# Entropy and Enthalpy for adiabatic process

1. May 28, 2014

### ricard.py

1) What is the reason why dH!=0 for an adiabatic(q=0) reversible process?
The mathematical argument is irrefutable and it is clear that it has to do with the process not being isobaric:
ΔH=ΔU+PΔV+VΔP , ΔU=work=−PΔV
Therefore, ΔH=VΔP and this is not 0.
However, I do not understand it conceptually...

2) Consider an adiabatic irreversible process from state A to B. At first I would expect to have dS=0, as there is no heat transfer, However, if we construct a reverse isothermal path that connects state B and A, then S(B→A)=-S(A→B). The entropy calculated for the isothermal path is positive, so the entropy for the irreversible process is negative, which agrees with the clausius inequality.
My question is: conceptually, why should a reversible adiabatic process has dS=0 and an irreversible adiabatic process have a dS!=0 if there is no heat transfer?

Thanks.

2. May 28, 2014

### Staff: Mentor

As you showed, it's actually not equal to zero. What made you think that dH = 0 for an adiabatic reverisble process?
dS=dq/T only for a reversible path between the initial and final equilibrium states of a system. Otherwise, dS is greater than dq/T. See my blog in my PF area for a more in-depth discussion.

Chet

3. May 28, 2014

### WannabeNewton

What's there to understand conceptually? It's just a consequence of the thermodynamic relation $dH = SdT + Vdp$ which is itself just a change of variables $H = E + pV$ of the conservation of energy equation $dE = \delta Q - \delta W$ when restricted to a quasi-static process.

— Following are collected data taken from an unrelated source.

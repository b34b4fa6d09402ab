//! HTTP entry point for the `/v2` pull surface.
//!
//! The gateway authenticates the caller, resolves the upstream host,
//! enforces block and tags-list policy, and dispatches: blobs to the
//! agent, manifests to the manifest cache, everything else straight
//! through to the origin with pagination links rewritten.

use std::net::SocketAddr;
use std::sync::Arc;

use axum::body::Body;
use axum::extract::{ConnectInfo, Request, State};
use axum::http::{header, HeaderMap, HeaderValue, Method, StatusCode};
use axum::response::{IntoResponse, Response};
use axum::routing::any;
use axum::Router;
use futures::StreamExt;

use crate::agent::{Agent, BlobInfo};
use crate::config::{GatewayConfig, RATELIMIT_SOURCE_HEADER, V2_PREFIX};
use crate::errcode::{self, Code};
use crate::error::ProxyError;
use crate::limit::{throttle_stream, RateLimiter};
use crate::manifest::ManifestCache;
use crate::pathinfo::{rewrite_pagination_link, PathInfo, Reference};
use crate::token::{Attribute, Authenticator, Token};
use crate::upstream::UpstreamClient;

const CATALOG_PATH: &str = "/v2/_catalog";
const EMPTY_TAGS_LIST: &str = r#"{"name":"disable-list-tags","tags":[]}"#;

#[derive(Debug, Clone)]
pub struct ImageInfo {
    pub host: String,
    pub name: String,
}

pub type PathModifyFn = Box<dyn Fn(ImageInfo) -> ImageInfo + Send + Sync>;

#[derive(Default)]
pub struct GatewayOptions {
    pub config: GatewayConfig,
    pub authenticator: Option<Arc<Authenticator>>,
    pub agent: Option<Arc<Agent>>,
    pub manifests: Option<Arc<ManifestCache>>,
    pub modify: Option<PathModifyFn>,
}

#[derive(Clone)]
pub struct Gateway {
    inner: Arc<GatewayInner>,
}

struct GatewayInner {
    config: GatewayConfig,
    upstream: Arc<UpstreamClient>,
    authenticator: Option<Arc<Authenticator>>,
    agent: Option<Arc<Agent>>,
    manifests: Option<Arc<ManifestCache>>,
    modify: Option<PathModifyFn>,
}

impl Gateway {
    pub fn new(upstream: Arc<UpstreamClient>, options: GatewayOptions) -> Self {
        Self {
            inner: Arc::new(GatewayInner {
                config: options.config,
                upstream,
                authenticator: options.authenticator,
                agent: options.agent,
                manifests: options.manifests,
                modify: options.modify,
            }),
        }
    }

    pub fn router(&self) -> Router {
        Router::new()
            .route("/v2/", any(handle))
            .route("/v2/*path", any(handle))
            .with_state(self.clone())
    }
}

fn api_base() -> Response {
    (
        StatusCode::OK,
        [(header::CONTENT_TYPE, "application/json")],
        "{}",
    )
        .into_response()
}

fn empty_tags_list() -> Response {
    (
        StatusCode::OK,
        [(header::CONTENT_TYPE, "application/json")],
        EMPTY_TAGS_LIST,
    )
        .into_response()
}

fn remote_ip(request: &Request) -> String {
    request
        .extensions()
        .get::<ConnectInfo<SocketAddr>>()
        .map(|info| info.0.ip().to_string())
        .unwrap_or_else(|| "127.0.0.1".to_string())
}

fn request_host(headers: &HeaderMap) -> String {
    headers
        .get(header::HOST)
        .and_then(|v| v.to_str().ok())
        .unwrap_or_default()
        .to_string()
}

fn query_param(query: Option<&str>, name: &str) -> Option<String> {
    let query = query?;
    url::form_urlencoded::parse(query.as_bytes())
        .find(|(key, _)| key == name)
        .map(|(_, value)| value.into_owned())
}

async fn handle(State(gateway): State<Gateway>, request: Request) -> Response {
    let inner = &gateway.inner;
    let method = request.method().clone();
    let path = request.uri().path().to_string();

    if method != Method::GET && method != Method::HEAD {
        return errcode::serve_code(Code::Unsupported);
    }
    if path == CATALOG_PATH {
        return errcode::serve_code(Code::Unsupported);
    }

    let remote_addr = remote_ip(&request);
    let headers = request.headers().clone();
    let service = request_host(&headers);

    // The challenge names the scope of whatever repository was asked for.
    let challenge_scope = PathInfo::parse(&path)
        .map(|info| info.scope())
        .unwrap_or_default();

    let token = match &inner.authenticator {
        Some(authenticator) => match authenticator.authorization(&headers) {
            Ok(token) => token,
            Err(e) => {
                tracing::debug!(remote_addr = %remote_addr, error = %e, "authorization failed");
                return authenticator.challenge(&service, &challenge_scope);
            }
        },
        None => Token::default(),
    };

    if path == V2_PREFIX {
        return api_base();
    }

    if let Some(authenticator) = &inner.authenticator {
        if token.scope.is_empty() {
            return authenticator.challenge(&service, &challenge_scope);
        }
        if token.attribute.block {
            return errcode::serve_denied(&token.attribute.block_message);
        }
    }

    let Some(mut info) = PathInfo::parse(&path) else {
        return errcode::serve_code(Code::Denied);
    };

    if !token.attribute.host.is_empty() {
        info.host = token.attribute.host.clone();
    }
    if info.host.is_empty() {
        info.host = inner.config.default_registry.clone().unwrap_or_default();
        if let Some(overridden) = inner.config.override_default_registry.get(&service) {
            info.host = overridden.clone();
        }
    }
    if info.host.is_empty() {
        return errcode::serve_code(Code::Denied);
    }

    // Clients pulling through a mirror pass the registry as `ns=`; a value
    // disagreeing with the resolved host would silently fetch from the
    // wrong upstream.
    if let Some(ns) = query_param(request.uri().query(), "ns") {
        if !ns.is_empty() && ns != info.host {
            return errcode::serve_code(Code::Denied);
        }
    }

    if !token.attribute.image.is_empty() {
        info.image = token.attribute.image.clone();
    }

    if let Some(modify) = &inner.modify {
        let modified = modify(ImageInfo {
            host: info.host.clone(),
            name: info.image.clone(),
        });
        info.host = modified.host;
        info.image = modified.name;
    }

    if inner.config.disable_tags_list
        && info.reference == Reference::TagsList
        && !token.attribute.allow_tags_list
    {
        return empty_tags_list();
    }

    match &info.reference {
        Reference::Blobs(digest) => {
            serve_blob(inner, &method, &headers, &remote_addr, &info, digest, &token.attribute)
                .await
        }
        Reference::Manifests(_) => match &inner.manifests {
            Some(manifests) => manifests.serve(&method, &info).await,
            None => forward(inner, &method, &info, &token.attribute).await,
        },
        Reference::TagsList => forward(inner, &method, &info, &token.attribute).await,
    }
}

async fn serve_blob(
    inner: &Arc<GatewayInner>,
    method: &Method,
    headers: &HeaderMap,
    remote_addr: &str,
    info: &PathInfo,
    digest: &str,
    attr: &Attribute,
) -> Response {
    // A token may pin blob traffic to a dedicated agent fleet.
    if !attr.no_blobs_agent && !attr.blobs_agent_url.is_empty() {
        let url = format!(
            "{}/v2/{}/{}/blobs/{}",
            attr.blobs_agent_url.trim_end_matches('/'),
            info.host,
            info.image,
            digest
        );
        return match url.parse::<HeaderValue>() {
            Ok(location) => (
                StatusCode::TEMPORARY_REDIRECT,
                [(header::LOCATION, location)],
            )
                .into_response(),
            Err(_) => errcode::serve_code(Code::Unknown),
        };
    }

    match &inner.agent {
        Some(agent) => {
            let blob_info = BlobInfo {
                host: info.host.clone(),
                image: info.image.clone(),
                digest: digest.to_string(),
            };
            agent.serve(method, headers, remote_addr, &blob_info, attr).await
        }
        None => forward(inner, method, info, attr).await,
    }
}

/// Direct passthrough for non-cacheable endpoints.
async fn forward(
    inner: &Arc<GatewayInner>,
    method: &Method,
    info: &PathInfo,
    attr: &Attribute,
) -> Response {
    let response = match inner
        .upstream
        .request(
            method.clone(),
            &info.host,
            &info.upstream_path(),
            None,
            &info.image,
        )
        .await
    {
        Ok(response) => response,
        Err(e) => {
            tracing::warn!(host = %info.host, image = %info.image, error = %e, "origin request failed");
            return errcode::serve_code(Code::Unknown);
        }
    };

    let status = response.status();
    if status == StatusCode::UNAUTHORIZED || status == StatusCode::FORBIDDEN {
        tracing::warn!(host = %info.host, image = %info.image, status = %status, "origin direct response 40x");
        return errcode::serve_code(Code::Denied);
    }

    let mut headers = HeaderMap::new();
    for (name, value) in response.headers() {
        if name.as_str().eq_ignore_ascii_case(RATELIMIT_SOURCE_HEADER) {
            continue;
        }
        headers.append(name.clone(), value.clone());
    }

    if status == StatusCode::OK {
        if let Some(link) = headers
            .get(header::LINK)
            .and_then(|v| v.to_str().ok())
            .map(|s| s.to_string())
        {
            if let Ok(rewritten) = rewrite_pagination_link(&link, &info.host).parse() {
                headers.insert(header::LINK, rewritten);
            }
        }
    }

    if method == Method::HEAD {
        return (status, headers).into_response();
    }

    let mut limiters = Vec::new();
    if !attr.no_rate_limit && attr.rate_limit_per_second > 0 {
        limiters.push(Arc::new(RateLimiter::new(
            attr.rate_limit_per_second,
            1024 * 1024,
        )));
    }

    let stream = throttle_stream(
        response.bytes_stream().map(|item| item.map_err(ProxyError::Http)),
        limiters,
    );

    (status, headers, Body::from_stream(stream)).into_response()
}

I'm just adding on to Chet here by looking at things statistically. If the process is not reversible then by definition, for the total number of accessible microstates $\Omega_i(E)$ of the initial equilibrium state and the total number of accessible microstates $\Omega_f(E)$ of the final equilibrium state, we have $\Omega_f > \Omega_i$; here $E$ is the average energy of the system. There clearly need not be any heat transfer in order for $\Omega_f > \Omega_i$ to hold. As a very simple example, just consider a cylinder of $N$ molecules of a certain ideal gas confined to half the volume $V/2$ of the cylinder by means of a piston initially locked in place; then $\Omega_i(E) \propto (V/2)^N$. Imagine now that the piston is removed so quickly (instantaneously) that no work gets done by the gas and no heat gets transferred to the gas; we then wait for the gas to reach a new equilibrium. This final equilibrium state will of course be the one for which the gas occupies the entire volume of the cylinder. But then $\Omega_f(E) \propto (V)^N$ with the exact same proportionality factor since the energy of the gas didn't change at all ($\Delta E = W + Q = 0$) so $\Omega_f > \Omega_i$.